Cortei, ecco le nuove regole attese da anni

ALEMANNO «Adesso servirà il giusto rigore per garantire i diritti di tutti senza eccezioni»

Stop a corteo selvaggio. Arrivano le regole. Le manifestazioni in centro storico, con striscioni, campanacci, trombette e quant’altro di uso in queste occasioni, da oggi sono possibili solo su sei percorsi: piazza della Repubblica-via Cavour-largo Brancaccio-San Giovanni; piazzale dei Partigiani-viale Aventino-San Giovanni; piazza Bocca della Verità-Teatro Marcello-corso Vittorio-piazza Navona; piazza Bocca della Verità-Circo Massimo-via di San Gregorio; piazzale dei Partigiani-Piramide Cestia-viale Aventino-via di San Gregorio; piazza della Repubblica-piazza del Popolo (l’itinerario esatto qui sarà deciso di volta in volta).

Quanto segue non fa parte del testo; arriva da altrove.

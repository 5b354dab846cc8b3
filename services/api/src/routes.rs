use crate::infra::AppState;
use axum::http::{header, StatusCode};
use axum::response::IntoResponse;
use axum::Extension;
use axum::Json;
use serde_json::json;
use std::sync::Arc;
use syllabus::learning::{learning_router, ArtifactStore, LearningService, RecordStore};

pub(crate) fn with_learning_routes<S, A>(service: Arc<LearningService<S, A>>) -> axum::Router
where
    S: RecordStore + 'static,
    A: ArtifactStore + 'static,
{
    learning_router(service)
        .route("/health", axum::routing::get(healthcheck))
        .route("/ready", axum::routing::get(readiness_endpoint))
        .route("/metrics", axum::routing::get(metrics_endpoint))
}

pub(crate) async fn healthcheck() -> Json<serde_json::Value> {
    Json(json!({ "status": "ok" }))
}

pub(crate) async fn readiness_endpoint(Extension(state): Extension<AppState>) -> impl IntoResponse {
    let ready = state.readiness.load(std::sync::atomic::Ordering::Relaxed);
    let status = if ready {
        StatusCode::OK
    } else {
        StatusCode::SERVICE_UNAVAILABLE
    };

    let payload = if ready {
        json!({ "status": "ready" })
    } else {
        json!({ "status": "initializing" })
    };

    (status, Json(payload))
}

pub(crate) async fn metrics_endpoint(Extension(state): Extension<AppState>) -> impl IntoResponse {
    (
        StatusCode::OK,
        [(header::CONTENT_TYPE, "text/plain; version=0.0.4")],
        state.metrics.render(),
    )
}

#[cfg(test)]
mod tests {
    use super::*;
    use crate::infra::build_engine;
    use axum::body::Body;
    use axum::http::Request;
    use metrics_exporter_prometheus::PrometheusBuilder;
    use std::sync::atomic::{AtomicBool, Ordering};
    use syllabus::config::EngineConfig;
    use tower::ServiceExt;

    fn engine_config() -> EngineConfig {
        EngineConfig {
            completion_threshold: 0.8,
            video_completion_threshold: 0.8,
            certificate_base_url: "https://certs.example.org".to_string(),
        }
    }

    fn app_state(ready: bool) -> AppState {
        let recorder = PrometheusBuilder::new().build_recorder();
        AppState {
            readiness: Arc::new(AtomicBool::new(ready)),
            metrics: Arc::new(recorder.handle()),
        }
    }

    #[tokio::test]
    async fn readiness_reflects_flag() {
        let state = app_state(false);
        let response = readiness_endpoint(Extension(state.clone()))
            .await
            .into_response();
        assert_eq!(response.status(), StatusCode::SERVICE_UNAVAILABLE);

        state.readiness.store(true, Ordering::Release);
        let response = readiness_endpoint(Extension(state)).await.into_response();
        assert_eq!(response.status(), StatusCode::OK);
    }

    #[tokio::test]
    async fn operational_and_engine_routes_share_one_router() {
        let engine = build_engine(&engine_config());
        let app = with_learning_routes(engine.service.clone()).layer(Extension(app_state(true)));

        let health = app
            .clone()
            .oneshot(
                Request::get("/health")
                    .body(Body::empty())
                    .expect("request"),
            )
            .await
            .expect("route executes");
        assert_eq!(health.status(), StatusCode::OK);

        let settings = app
            .oneshot(
                Request::get("/api/v1/settings")
                    .header(syllabus::learning::USER_ID_HEADER, "ops")
                    .body(Body::empty())
                    .expect("request"),
            )
            .await
            .expect("route executes");
        assert_eq!(settings.status(), StatusCode::OK);
        let bytes = axum::body::to_bytes(settings.into_body(), usize::MAX)
            .await
            .expect("body");
        let payload: serde_json::Value = serde_json::from_slice(&bytes).expect("json");
        assert_eq!(payload["version"], 1);
    }
}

Altrettante le piazze per i sit-in: piazza Bocca della Verità, piazzetta San Marco (adiacente piazza Venezia), piazza Santi Apostoli, piazza Barberini, Circo Massimo, piazza Farnese. Nel caso di piazza Santi Apostoli e di piazza Barberini, il sit-in non dovrà creare «limitazione o intralcio al traffico veicolare». Il freno all’assedio quotidiano - in media tre manifestazioni ogni giorno, con paralisi del traffico a macchia d’olio - arriva dal sindaco Gianni Alemanno e dal prefetto Giuseppe Pecoraro, che hanno firmato ieri il protocollo d’intesa che disciplina le manifestazioni e i cortei.

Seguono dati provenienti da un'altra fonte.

use chrono::{DateTime, Utc};
use serde::{Deserialize, Serialize};

use super::domain::{
    Completion, CompletionKey, ContentItem, ContentItemId, ContentProgress, Course, CourseId,
    Enrollment, EnrollmentId, EnrollmentStatus, LearningPlan, PlanId, Target, TargetRecord, Test,
    TestAttempt, TestId, UserId, VideoProgress, DEFAULT_COMPLETION_THRESHOLD, VIDEO_COMPLETION_THRESHOLD,
};

/// Error enumeration for record-store failures.
#[derive(Debug, Clone, PartialEq, thiserror::Error)]
pub enum RepositoryError {
    #[error("record already exists")]
    Conflict,
    #[error("record not found")]
    NotFound,
    #[error("capacity of {limit} reached")]
    CapacityReached { limit: u32 },
    #[error("expected status {expected:?}, found {found:?}")]
    StaleStatus {
        expected: EnrollmentStatus,
        found: EnrollmentStatus,
    },
    #[error("blocked by a record in status {0:?}")]
    Blocked(EnrollmentStatus),
    #[error("all {limit} attempts used")]
    AttemptsExhausted { limit: u32 },
    #[error("settings version {expected} is stale (current {current})")]
    StaleSettings { expected: u64, current: u64 },
    #[error("repository unavailable: {0}")]
    Unavailable(String),
}

/// Read access to the course catalog.
pub trait CatalogRepository: Send + Sync {
    fn course(&self, id: &CourseId) -> Result<Option<Course>, RepositoryError>;
    fn plan(&self, id: &PlanId) -> Result<Option<LearningPlan>, RepositoryError>;
    fn plans_containing(&self, course_id: &CourseId) -> Result<Vec<LearningPlan>, RepositoryError>;
    fn content_item(&self, id: &ContentItemId) -> Result<Option<ContentItem>, RepositoryError>;
    fn content_items(&self, course_id: &CourseId) -> Result<Vec<ContentItem>, RepositoryError>;
    fn test(&self, id: &TestId) -> Result<Option<Test>, RepositoryError>;
    fn user_exists(&self, id: &UserId) -> Result<bool, RepositoryError>;

    fn target(&self, target: &Target) -> Result<Option<TargetRecord>, RepositoryError> {
        Ok(match target {
            Target::Course(id) => self.course(id)?.map(TargetRecord::Course),
            Target::Plan(id) => self.plan(id)?.map(TargetRecord::Plan),
        })
    }
}

/// Status change applied atomically by [`EnrollmentRepository::transition`].
#[derive(Debug, Clone, PartialEq)]
pub struct StatusTransition {
    pub expected: EnrollmentStatus,
    pub next: EnrollmentStatus,
    pub actor: Option<UserId>,
    pub at: DateTime<Utc>,
}

/// Enrollment storage. Capacity is enforced inside the store so count and write share one
/// serializable scope.
pub trait EnrollmentRepository: Send + Sync {
    /// Insert unless (user, target) is taken. When the new status occupies a seat and
    /// `capacity` is set, the insert fails once occupied seats reach it.
    fn insert_enrollment(
        &self,
        enrollment: Enrollment,
        capacity: Option<u32>,
    ) -> Result<Enrollment, RepositoryError>;
    /// Compare-and-set on the status; the capacity rule applies when `next` occupies a seat.
    fn transition(
        &self,
        id: &EnrollmentId,
        change: StatusTransition,
        capacity: Option<u32>,
    ) -> Result<Enrollment, RepositoryError>;
    fn enrollment(&self, id: &EnrollmentId) -> Result<Option<Enrollment>, RepositoryError>;
    fn find_enrollment(
        &self,
        user_id: &UserId,
        target: &Target,
    ) -> Result<Option<Enrollment>, RepositoryError>;
    fn enrollments_for(&self, target: &Target) -> Result<Vec<Enrollment>, RepositoryError>;
    fn delete_enrollment(&self, id: &EnrollmentId) -> Result<Enrollment, RepositoryError>;
    /// Delete every enrollment of `target` unless one is in `blocking`; returns the removed rows.
    fn delete_enrollments_for(
        &self,
        target: &Target,
        blocking: EnrollmentStatus,
    ) -> Result<Vec<Enrollment>, RepositoryError>;
}

/// Per-item progress storage.
pub trait ProgressRepository: Send + Sync {
    fn content_progress(
        &self,
        user_id: &UserId,
        item_id: &ContentItemId,
    ) -> Result<Option<ContentProgress>, RepositoryError>;
    fn save_content_progress(&self, progress: ContentProgress) -> Result<(), RepositoryError>;
    /// Read-modify-write of one video record under the store's lock; `seed` is used when no
    /// record exists yet.
    fn modify_video_progress(
        &self,
        seed: VideoProgress,
        apply: &mut dyn FnMut(&mut VideoProgress),
    ) -> Result<VideoProgress, RepositoryError>;
    fn video_progress(
        &self,
        user_id: &UserId,
        item_id: &ContentItemId,
    ) -> Result<Option<VideoProgress>, RepositoryError>;
    fn video_progress_for_item(
        &self,
        item_id: &ContentItemId,
    ) -> Result<Vec<VideoProgress>, RepositoryError>;
}

/// Attempt fields known before the store assigns the sequence number.
#[derive(Debug, Clone, PartialEq)]
pub struct AttemptDraft {
    pub user_id: UserId,
    pub test_id: TestId,
    pub score: f64,
    pub passed: bool,
    pub points_earned: u64,
    pub points_total: u64,
    pub time_spent_seconds: u32,
    pub started_at: DateTime<Utc>,
    pub submitted_at: DateTime<Utc>,
}

pub trait AttemptRepository: Send + Sync {
    /// Assign the next attempt number for (user, test) and persist, rejecting the draft once
    /// `max_attempts` numbers have been handed out.
    fn append_attempt(
        &self,
        draft: AttemptDraft,
        max_attempts: Option<u32>,
    ) -> Result<TestAttempt, RepositoryError>;
    /// Attempts for (user, test) ordered by attempt number.
    fn attempts(&self, user_id: &UserId, test_id: &TestId)
        -> Result<Vec<TestAttempt>, RepositoryError>;
}

#[derive(Debug, Clone, Copy, PartialEq, Eq, Serialize, Deserialize)]
#[serde(rename_all = "snake_case")]
pub enum UpsertOutcome {
    Created,
    Updated,
}

pub trait CompletionRepository: Send + Sync {
    /// Atomic keyed upsert. An existing `completed_at` is kept; a new score replaces the old.
    fn upsert_completion(
        &self,
        key: CompletionKey,
        completed_at: DateTime<Utc>,
        score: Option<f64>,
    ) -> Result<(Completion, UpsertOutcome), RepositoryError>;
    fn completion(&self, key: &CompletionKey) -> Result<Option<Completion>, RepositoryError>;
    fn completions_for_user(
        &self,
        user_id: &UserId,
        target: &Target,
    ) -> Result<Vec<Completion>, RepositoryError>;
    /// Set the certificate unless one is already present. Returns the stored record and whether
    /// this call set it.
    fn stamp_certificate(
        &self,
        key: &CompletionKey,
        url: String,
        at: DateTime<Utc>,
    ) -> Result<(Completion, bool), RepositoryError>;
    /// Set the badge flag unless already awarded. Returns the stored record and whether this
    /// call set it.
    fn stamp_badge(
        &self,
        key: &CompletionKey,
        at: DateTime<Utc>,
    ) -> Result<(Completion, bool), RepositoryError>;
}

/// Versioned engine settings record.
#[derive(Debug, Clone, PartialEq, Serialize, Deserialize)]
pub struct EngineSettings {
    pub version: u64,
    pub default_completion_threshold: f64,
    pub video_completion_threshold: f64,
    pub updated_at: DateTime<Utc>,
}

impl Default for EngineSettings {
    fn default() -> Self {
        Self {
            version: 1,
            default_completion_threshold: DEFAULT_COMPLETION_THRESHOLD,
            video_completion_threshold: VIDEO_COMPLETION_THRESHOLD,
            updated_at: DateTime::<Utc>::UNIX_EPOCH,
        }
    }
}

pub trait SettingsRepository: Send + Sync {
    fn settings(&self) -> Result<EngineSettings, RepositoryError>;
    /// Single-writer update: applies only when `expected_version` is current and bumps it.
    fn update_settings(
        &self,
        expected_version: u64,
        next: EngineSettings,
    ) -> Result<EngineSettings, RepositoryError>;
}

/// Everything the engine needs from the transactional record store.
pub trait RecordStore:
    CatalogRepository
    + EnrollmentRepository
    + ProgressRepository
    + AttemptRepository
    + CompletionRepository
    + SettingsRepository
{
}

impl<T> RecordStore for T where
    T: CatalogRepository
        + EnrollmentRepository
        + ProgressRepository
        + AttemptRepository
        + CompletionRepository
        + SettingsRepository
{
}

/// Outbound certificate rendering/storage hook.
pub trait ArtifactStore: Send + Sync {
    fn certificate_url(&self, completion: &Completion, title: &str)
        -> Result<String, ArtifactError>;
}

#[derive(Debug, thiserror::Error)]
pub enum ArtifactError {
    #[error("artifact store unavailable: {0}")]
    Unavailable(String),
}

A siglare il documento anche Cgil, Cisl, Uil, Ugl (nazionale e regionale) e le maggiori forze politiche: Pdl, Pd, Rc, Idv, Udc, Destra, Verdi. Assenti Cobas e autonomi. «Chi ha firmato - dice Alemanno - rappresenta il 95% dei sindacati e dei partiti. Anche chi non c’è si dovrà adeguare a queste norme». «È un protocollo che non risponde a problemi di ordine pubblico, ma a esigenze costituzionali: il diritto a manifestare e quello alla mobilità e libera circolazione» aggiunge il Prefetto. Restano fuori dall’intesa le grandi manifestazioni: sciopero generale confederale nazionale e regionale, sciopero generale delle categorie, 1° maggio, 25 aprile, manifestazioni politiche o sindacali nazionali. Il provvedimento è sperimentale, avrà la durata di sei mesi. Non si applica per le manifestazioni locali nelle aree periferiche della città. Nessuno potrà richiede il medesimo percorso più di una volta al mese. «Il Comune - specifica il protocollo - s’impegna a mettere a disposizione a titolo gratuito un circuito dedicato all’esposizione di messaggi di natura politico-sindacale, lungo i percorsi, e a snellire le procedure di rilascio dell’autorizzazione all’occupazione di suolo pubblico».
Trovato l’accordo sulle regole, ora si tratta di farle rispettare. Il compito, va detto chiaramente, tocca soprattutto al prefetto. Palazzo Valentini dovrà rimboccarsi le maniche. «L’impegno - assicura Alemanno - è di essere tutti estremamente rigidi nell’applicazione, evitando di concedere deroghe ed essere indulgenti. Bisogna che le regole valgano per tutti». «La Uil, con Cgil e Cisl - rileva però il segretario generale della Uil di Roma e Lazio, Luigi Scardaone - oggi non hanno avuto difficoltà a sottoscrivere le nuove regole. Il problema riguarda i soggetti extraconfederali, nonché tutta quella pletora di associazioni, movimenti, circoli, oltre alle disparate rappresentanze di arti e mestieri, che per un problema di visibilità scelgono Roma come palcoscenico. Di tutte le manifestazioni che si sono svolte nel 2008 in città, solo il 25% sono state indette dai sindacati confederali».
Per domani, intanto, manco a farlo apposta, è già annunciata una manifestazione dei Cobas. È indetta sotto il ministero del Lavoro in via Veneto, alle ore 14, per protestare «contro le regole liberticide, in materia di diritto di sciopero, varate dal Consiglio dei Ministri il 27 febbraio». Si ignora quanti saranno i partecipanti. Ma nessun dubbio che via Veneto per un’ora resterà paralizzata.